EXERCISE REQUIREMENTS = Every line below between the line holding "pub mod tree;" and the line holding "pub fn init_logging(format: LogFormat)", inclusive, should be repeated exactly, and all other lines omitted.

SOURCE DATA =
....................

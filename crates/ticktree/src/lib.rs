//! Tick-driven behavior tree engine.
//!
//! A behavior tree is an abstract node graph whose nodes resolve to one of
//! [`NodeState::Running`], [`NodeState::Success`] or [`NodeState::Failure`]
//! each evaluation cycle. The composites in this crate correctly suspend and
//! resume partially-completed work across cycles: a child that reports
//! `Running` is resumed on the next tick without restarting siblings that
//! already finished.
//!
//! - **Host-driven ticks**: the host loop calls [`Tree::tick`] at a fixed
//!   interval and supplies the elapsed time; the engine owns no clock
//! - **Cooperative, single-threaded**: "parallel" composites denote logical
//!   concurrency of sub-goals within one synchronous tick
//! - **Infallible evaluation**: `tick` always yields a `NodeState`; misuse is
//!   rejected at construction time as a [`BuildError`]
//! - **Injected leaves**: all domain logic enters through callables supplied
//!   at leaf construction
//!
//! # Architecture
//!
//! - [`Behavior`]: core trait for all nodes, with per-node [`Polarity`]
//! - [`NodeState`]: Running / Success / Failure
//! - Composite nodes: [`Sequence`], [`Fallback`], [`Parallel`],
//!   [`PriorityParallel`], [`WeightedRandom`]
//! - Decorator nodes: [`Invert`], [`AlwaysSucceed`]
//! - Leaf adapters: [`Condition`], [`Action`], [`Timer`], [`Trace`]
//! - [`Tree`]: owns the root, ticked by the host
//! - [`Blackboard`]: slot-partitioned key/value store for out-of-band
//!   communication
//!
//! # Example
//!
//! ```
//! use std::time::Duration;
//! use ticktree::builder::{action, condition, sequence};
//! use ticktree::{Blackboard, NodeState, Tree};
//!
//! let mut tree = Tree::new(sequence(vec![
//!     condition(|board: &mut Blackboard| board.get("enemy_visible", 0, false)),
//!     action(|board: &mut Blackboard| {
//!         board.set("target_locked", true, 0);
//!         NodeState::Success
//!     }),
//! ]));
//!
//! let mut board = Blackboard::new();
//! board.set("enemy_visible", true, 0);
//! tree.tick(&mut board, Duration::from_millis(16));
//! assert!(board.get("target_locked", 0, false));
//! ```

pub mod behavior;
pub mod blackboard;
pub mod builder;
pub mod composite;
pub mod decorator;
pub mod error;
pub mod leaf;
pub mod status;
pub mod tree;

// Re-export core types for ergonomic API
pub use behavior::{Behavior, Polarity};
pub use blackboard::Blackboard;
pub use composite::{Fallback, Parallel, PriorityParallel, Sequence, WeightedRandom};
pub use decorator::{AlwaysSucceed, Invert};
pub use error::BuildError;
pub use leaf::{Action, Condition, Timer, Trace};
pub use status::NodeState;
pub use tree::Tree;
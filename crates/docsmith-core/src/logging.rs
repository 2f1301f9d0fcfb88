//! Process-wide `tracing` subscriber setup.
//!
//! The gateway itself only emits `tracing` events; installing a subscriber is
//! left to the embedding application, which can call [`init_logging`] once at
//! startup. The filter honours `RUST_LOG` and falls back to `info`.

use crate::{GatewayError, GatewayResult};
use serde::{Deserialize, Serialize};
use tracing_subscriber::EnvFilter;

/// Output format for log lines.
#[derive(Debug, Clone, Copy, Default, PartialEq, Eq, Serialize, Deserialize)]
#[serde(rename_all = "lowercase")]
pub enum LogFormat {
    /// Human-readable lines.
    #[default]
    Pretty,
    /// One JSON object per line.
    Json,
}

fn default_filter() -> EnvFilter {
    EnvFilter::try_from_default_env().unwrap_or_else(|_| EnvFilter::new("info"))
}

/// Installs the global subscriber.
///
/// Fails with [`GatewayError::Config`] if a global subscriber is already set,
/// so tests and embedding applications can call it without panicking.
pub fn init_logging(format: LogFormat) -> GatewayResult<()> {
    let builder = tracing_subscriber::fmt().with_env_filter(default_filter());
    let result = match format {
        LogFormat::Pretty => builder.try_init(),
        LogFormat::Json => builder.json().try_init(),
    };
    result.map_err(|e| GatewayError::Config(format!("failed to install log subscriber: {e}")))
}

#[cfg(test)]
#[allow(clippy::unwrap_used, clippy::expect_used)]
mod tests {
    use super::*;

    #[test]
    fn second_init_reports_error() {
        // The first call installs the subscriber unless something already did.
        let _ = init_logging(LogFormat::Json);
        let second = init_logging(LogFormat::Pretty);
        assert!(matches!(second, Err(GatewayError::Config(_))));
    }

    #[test]
    fn format_deserializes_lowercase() {
        let fmt: LogFormat = serde_json::from_str("\"json\"").unwrap();
        assert_eq!(fmt, LogFormat::Json);
        assert_eq!(LogFormat::default(), LogFormat::Pretty);
    }
}
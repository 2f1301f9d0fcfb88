use super::{
    classify_reqwest_error, drain_sse_data, truncated_stream_error, ChunkReceiver,
    ProviderBackend, ProviderRequest, ProviderResponse, StreamChunk, STREAM_CHANNEL_CAPACITY,
};
use crate::config::ProviderConfig;
use async_trait::async_trait;
use docsmith_core::{ProviderError, Role, TokenUsage};
use futures_util::StreamExt;
use serde::Serialize;
use tokio::sync::mpsc;
use tracing::debug;

const ANTHROPIC_VERSION: &str = "2023-06-01";

/// Anthropic messages API backend.
pub struct AnthropicBackend {
    config: ProviderConfig,
    http: reqwest::Client,
}

// -- Anthropic wire types --

#[derive(Serialize)]
struct AnthropicMessage<'a> {
    role: &'static str,
    content: &'a str,
}

impl AnthropicBackend {
    /// Creates a backend for the Messages API described by `config`.
    pub fn new(config: ProviderConfig) -> Self {
        Self {
            config,
            http: reqwest::Client::new(),
        }
    }

    fn build_body(&self, request: &ProviderRequest, stream: bool) -> serde_json::Value {
        // System text travels in its own field, not in the message list.
        let system: Vec<&str> = request
            .messages
            .iter()
            .filter(|m| m.role == Role::System)
            .map(|m| m.content.as_str())
            .collect();

        let messages: Vec<AnthropicMessage<'_>> = request
            .messages
            .iter()
            .filter(|m| m.role != Role::System)
            .map(|m| AnthropicMessage {
                role: m.role.as_str(),
                content: &m.content,
            })
            .collect();

        let mut body = serde_json::json!({
            "model": request.model,
            "max_tokens": request.max_tokens,
            "temperature": request.temperature,
            "messages": messages,
        });

        if !system.is_empty() {
            body["system"] = serde_json::json!(system.join("\n\n"));
        }
        if stream {
            body["stream"] = serde_json::json!(true);
        }
        body
    }

    async fn send(
        &self,
        request: &ProviderRequest,
        stream: bool,
    ) -> Result<reqwest::Response, ProviderError> {
        let url = format!("{}/v1/messages", self.config.base_url());
        let resp = self
            .http
            .post(&url)
            .header("x-api-key", self.config.credential.as_deref().unwrap_or_default())
            .header("anthropic-version", ANTHROPIC_VERSION)
            .header("content-type", "application/json")
            .json(&self.build_body(request, stream))
            .send()
            .await
            .map_err(|e| classify_reqwest_error(&e))?;

        let status = resp.status();
        if !status.is_success() {
            let error_body = resp
                .text()
                .await
                .unwrap_or_else(|_| "unknown error".to_string());
            return Err(ProviderError::from_status(status.as_u16(), &error_body));
        }
        Ok(resp)
    }
}

#[async_trait]
impl ProviderBackend for AnthropicBackend {
    async fn invoke(&self, request: &ProviderRequest) -> Result<ProviderResponse, ProviderError> {
        let resp = self.send(request, false).await?;
        let body: serde_json::Value = resp
            .json()
            .await
            .map_err(|e| ProviderError::retryable(format!("undecodable response: {e}")))?;
        parse_anthropic_response(&body)
    }

    async fn stream_invoke(
        &self,
        request: &ProviderRequest,
    ) -> Result<ChunkReceiver, ProviderError> {
        let resp = self.send(request, true).await?;
        let (tx, rx) = mpsc::channel(STREAM_CHANNEL_CAPACITY);
        let provider = self.config.id.clone();

        tokio::spawn(async move {
            let mut stream = resp.bytes_stream();
            let mut buffer: Vec<u8> = Vec::new();
            let mut input_tokens: Option<u32> = None;
            let mut output_tokens: Option<u32> = None;

            while let Some(chunk_result) = stream.next().await {
                let bytes = match chunk_result {
                    Ok(bytes) => bytes,
                    Err(e) => {
                        let _ = tx
                            .send(Err(ProviderError::retryable(format!(
                                "stream read error: {e}"
                            ))))
                            .await;
                        return;
                    }
                };
                buffer.extend_from_slice(&bytes);

                for data in drain_sse_data(&mut buffer) {
                    let Ok(event) = serde_json::from_str::<serde_json::Value>(&data) else {
                        debug!(provider = %provider, "Skipping malformed stream event");
                        continue;
                    };

                    match event["type"].as_str().unwrap_or("") {
                        "message_start" => {
                            input_tokens = as_u32(&event["message"]["usage"]["input_tokens"]);
                        }
                        "content_block_delta" => {
                            let delta = &event["delta"];
                            if delta["type"].as_str() == Some("text_delta") {
                                if let Some(text) = delta["text"].as_str() {
                                    if !text.is_empty()
                                        && tx.send(Ok(StreamChunk::Text(text.to_string()))).await.is_err()
                                    {
                                        return;
                                    }
                                }
                            }
                        }
                        "message_delta" => {
                            if let Some(n) = as_u32(&event["usage"]["output_tokens"]) {
                                output_tokens = Some(n);
                            }
                        }
                        "error" => {
                            let message = event["error"]["message"]
                                .as_str()
                                .unwrap_or("unknown stream error")
                                .to_string();
                            let _ = tx.send(Err(ProviderError::retryable(message))).await;
                            return;
                        }
                        "message_stop" => {
                            if let (Some(input), Some(output)) = (input_tokens, output_tokens) {
                                let _ = tx
                                    .send(Ok(StreamChunk::Usage(TokenUsage::new(input, output))))
                                    .await;
                            }
                            return;
                        }
                        _ => {}
                    }
                }
            }
            let _ = tx.send(Err(truncated_stream_error())).await;
        });

        Ok(rx)
    }
}

fn as_u32(value: &serde_json::Value) -> Option<u32> {
    value.as_u64().map(|n| u32::try_from(n).unwrap_or(u32::MAX))
}

/// Extracts the concatenated text blocks and usage from a Messages API response.
pub fn parse_anthropic_response(
    body: &serde_json::Value,
) -> Result<ProviderResponse, ProviderError> {
    let blocks = body["content"]
        .as_array()
        .ok_or_else(|| ProviderError::retryable("malformed response: missing content blocks"))?;

    let text = blocks
        .iter()
        .filter(|b| b["type"].as_str() == Some("text"))
        .filter_map(|b| b["text"].as_str())
        .collect::<Vec<_>>()
        .join("\n");

    let usage = match (
        as_u32(&body["usage"]["input_tokens"]),
        as_u32(&body["usage"]["output_tokens"]),
    ) {
        (Some(input), Some(output)) => Some(TokenUsage::new(input, output)),
        _ => None,
    };

    Ok(ProviderResponse {
        content: text,
        usage,
    })
}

....................

TASK RESULT =
pub mod tree;

// Re-export core types for ergonomic API
pub use behavior::{Behavior, Polarity};
pub use blackboard::Blackboard;
pub use composite::{Fallback, Parallel, PriorityParallel, Sequence, WeightedRandom};
pub use decorator::{AlwaysSucceed, Invert};
pub use error::BuildError;
pub use leaf::{Action, Condition, Timer, Trace};
pub use status::NodeState;
pub use tree::Tree;
filename crates/docsmith-core/src/logging.rs
repository 2f1301f9d0fcfb88
//! Process-wide `tracing` subscriber setup.
//!
//! The gateway itself only emits `tracing` events; installing a subscriber is
//! left to the embedding application, which can call [`init_logging`] once at
//! startup. The filter honours `RUST_LOG` and falls back to `info`.

use crate::{GatewayError, GatewayResult};
use serde::{Deserialize, Serialize};
use tracing_subscriber::EnvFilter;

/// Output format for log lines.
#[derive(Debug, Clone, Copy, Default, PartialEq, Eq, Serialize, Deserialize)]
#[serde(rename_all = "lowercase")]
pub enum LogFormat {
    /// Human-readable lines.
    #[default]
    Pretty,
    /// One JSON object per line.
    Json,
}

fn default_filter() -> EnvFilter {
    EnvFilter::try_from_default_env().unwrap_or_else(|_| EnvFilter::new("info"))
}

/// Installs the global subscriber.
///
/// Fails with [`GatewayError::Config`] if a global subscriber is already set,
/// so tests and embedding applications can call it without panicking.
pub fn init_logging(format: LogFormat) -> GatewayResult<()> {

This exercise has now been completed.